Defendants Unknown Agents (Internal Affairs/Grievance Officers) are dismissed without prejudice to failure to state a claim under Rule 12(b)(6) and § 1915A. Plaintiff claims that she was denied access to a scheduled telephone call with her attorney. “The right to hire and consult an attorney is protected by the First Amendment’s guarantee of freedom of speech, association and petition.” Denius v. Dunlap, 209 F.3d 944, 953 (7th Cir. 2000) “[T]he state cannot impede an individual’s ability to consult with
counsel on legal matters.” Denius, 209 F.3d at 954 (citing Bates v. State Bar of Ariz., 433 U.S. 350, 376 n.32 (1977)). The right of access to the courts “is violated when a prisoner is deprived of such access and suffers actual injury as a result.” Ortiz v. Downey, 561 F.3d 664, 671 (7th Cir. 2009). Plaintiff does not allege that she suffered an actual injury due to the denial of the phone call on March 22, 2023. As a result, her allegations are insufficient to state a First Amendment claim.
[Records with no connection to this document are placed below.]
//! Generic JSON collection storage consumed by the inspection store.
//!
//! Every collection is one JSON document. Writers supply a mutator that
//! receives the whole current document and returns its replacement.

use std::path::{Path, PathBuf};
use std::sync::atomic::{AtomicBool, AtomicUsize, Ordering};

use async_trait::async_trait;
use dashmap::DashMap;
use serde_json::{json, Value};
use thiserror::Error;
use tokio::sync::Mutex;
use tracing::debug;

#[derive(Error, Debug)]
pub enum BackendError {
    #[error("I/O error: {0}")]
    Io(#[from] std::io::Error),

    #[error("Serialization error: {0}")]
    Serialization(#[from] serde_json::Error),

    #[error("Backend unavailable: {0}")]
    Unavailable(String),

    #[error("Corrupt collection: {0}")]
    Corrupt(String),
}

pub type Mutator = Box<dyn FnOnce(Value) -> Value + Send>;

#[async_trait]
pub trait PersistenceBackend: Send + Sync {
    /// The full document for `collection`; an empty object if it was never written.
    async fn read(&self, collection: &str) -> Result<Value, BackendError>;

    /// Replace `collection` with `mutator(current)` and return the new document.
    async fn update(&self, collection: &str, mutator: Mutator) -> Result<Value, BackendError>;
}

/// Stores each collection as `<dir>/<collection>.json`.
pub struct JsonFileBackend {
    dir: PathBuf,
    // serialises read-modify-write within this process
    write_lock: Mutex<()>,
}

impl JsonFileBackend {
    pub fn new(dir: impl Into<PathBuf>) -> Self {
        Self {
            dir: dir.into(),
            write_lock: Mutex::new(()),
        }
    }

    pub fn dir(&self) -> &Path {
        &self.dir
    }

    fn path_for(&self, collection: &str) -> PathBuf {
        self.dir.join(format!("{collection}.json"))
    }

    async fn load(&self, path: &Path) -> Result<Value, BackendError> {
        match tokio::fs::read(path).await {
            Ok(bytes) if bytes.is_empty() => Ok(json!({})),
            Ok(bytes) => Ok(serde_json::from_slice(&bytes)?),
            Err(e) if e.kind() == std::io::ErrorKind::NotFound => Ok(json!({})),
            Err(e) => Err(e.into()),
        }
    }
}

#[async_trait]
impl PersistenceBackend for JsonFileBackend {
    async fn read(&self, collection: &str) -> Result<Value, BackendError> {
        self.load(&self.path_for(collection)).await
    }

    async fn update(&self, collection: &str, mutator: Mutator) -> Result<Value, BackendError> {
        let _guard = self.write_lock.lock().await;
        let path = self.path_for(collection);
        let current = self.load(&path).await?;
        let next = mutator(current);

        tokio::fs::create_dir_all(&self.dir).await?;
        // write then rename so a crash never leaves a half-written document
        let tmp = path.with_extension("json.tmp");
        tokio::fs::write(&tmp, serde_json::to_vec_pretty(&next)?).await?;
        tokio::fs::rename(&tmp, &path).await?;
        debug!(collection, path = %path.display(), "Collection written");
        Ok(next)
    }
}

/// In-process backend that counts calls and can be switched to fail.
#[derive(Default)]
pub struct MemoryBackend {
    collections: DashMap<String, Value>,
    reads: AtomicUsize,
    updates: AtomicUsize,
    failing: AtomicBool,
}

impl MemoryBackend {
    pub fn new() -> Self {
        Self::default()
    }

    pub fn with_collection(self, collection: &str, document: Value) -> Self {
        self.collections.insert(collection.to_string(), document);
        self
    }

    /// Make every subsequent call fail until switched back.
    pub fn set_failing(&self, failing: bool) {
        self.failing.store(failing, Ordering::SeqCst);
    }

    pub fn read_count(&self) -> usize {
        self.reads.load(Ordering::SeqCst)
    }

    pub fn update_count(&self) -> usize {
        self.updates.load(Ordering::SeqCst)
    }

    pub fn call_count(&self) -> usize {
        self.read_count() + self.update_count()
    }

    fn check_available(&self) -> Result<(), BackendError> {
        if self.failing.load(Ordering::SeqCst) {
            Err(BackendError::Unavailable("memory backend set to fail".into()))
        } else {
            Ok(())
        }
    }
}

#[async_trait]
impl PersistenceBackend for MemoryBackend {
    async fn read(&self, collection: &str) -> Result<Value, BackendError> {
        self.reads.fetch_add(1, Ordering::SeqCst);
        self.check_available()?;
        Ok(self
            .collections
            .get(collection)
            .map(|doc| doc.value().clone())
            .unwrap_or_else(|| json!({})))
    }

    async fn update(&self, collection: &str, mutator: Mutator) -> Result<Value, BackendError> {
        self.updates.fetch_add(1, Ordering::SeqCst);
        self.check_available()?;
        // the entry guard holds the shard lock for the whole read-modify-write
        let mut doc = self
            .collections
            .entry(collection.to_string())
            .or_insert_with(|| json!({}));
        let next = mutator(std::mem::take(doc.value_mut()));
        *doc.value_mut() = next.clone();
        Ok(next)
    }
}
Finally, Plaintiff named Troy Chrans as a Defendant, but she did not include any allegations against him in her Complaint. Defendant Chrans is dismissed without prejudice. IT IS THEREFORE ORDERED: 1) According to the Court's Merit Review of Plaintiff's Complaint under 28 U.S.C. § 1915A, this case shall proceed on an Eighth Amendment excessive force claim against Defendant A. Roberts and a failure-to- intervene claim against Defendant Ulery regarding the alleged incident on March 22, 2023. Additional claims shall not be included in the case above, except in the Court's discretion on motion by a party for good cause shown under Federal Rule of Civil Procedure 15.
2) Defendants Fry, Splain, Unknown Agents, and Troy Chrans are DISMISSED WITHOUT PREJUDICE for failure to state a claim pursuant to Federal Rule of Civil Procedure 12(b)(6) and 28 U.S.C. § 1915A. The Clerk is directed to TERMINATE these Defendants.
3) This case is now in the process of service. The Court advises Plaintiff to wait until counsel has appeared for Defendants before filing any motions to give Defendants notice and an opportunity to respond to those motions. Motions filed before Defendants' counsel has filed an appearance will generally be denied as premature. Plaintiff need not submit any evidence to the Court at this time unless otherwise directed by the Court. 4) The Court will attempt service on Defendants by mailing a waiver of service. If Defendants fail to sign and return a waiver of service to the Clerk within 30 days after the waiver is sent, the Court will take appropriate steps to effect formal service through the U.S. Marshals Service on Defendants and will require Defendants to pay the full costs of formal service pursuant to Federal Rule of Civil Procedure 4(d)(2).
5) Defendants shall file an answer within 60 days of the date the Clerk sends the waiver of service. A motion to dismiss is not an answer. The answer should include all defenses appropriate under the Federal Rules. The answer and subsequent pleadings shall be to the issues and claims stated in this Order. In general, an answer sets forth Defendants’ positions. The Court does not rule on the merits of those positions unless and until Defendants file a motion. Therefore, no response to the answer is necessary or will be considered. If Defendants have not filed an answer or appeared through counsel within 90 days of the entry of this Order, Plaintiff may file a motion requesting the status of service. After Defendants have been served, the Court will enter a scheduling order setting discovery and dispositive motion deadlines.
6) If Defendants no longer work at the address Plaintiff provided, the entity for whom Defendants worked while at that address shall submit to the Clerk Defendants’ current work address, or, if not known, Defendants’ forwarding address. This information shall be used only for effectuating service. Documentation of Defendants’ forwarding address shall be retained only by the Clerk and shall not be maintained in the public docket nor disclosed by the Clerk.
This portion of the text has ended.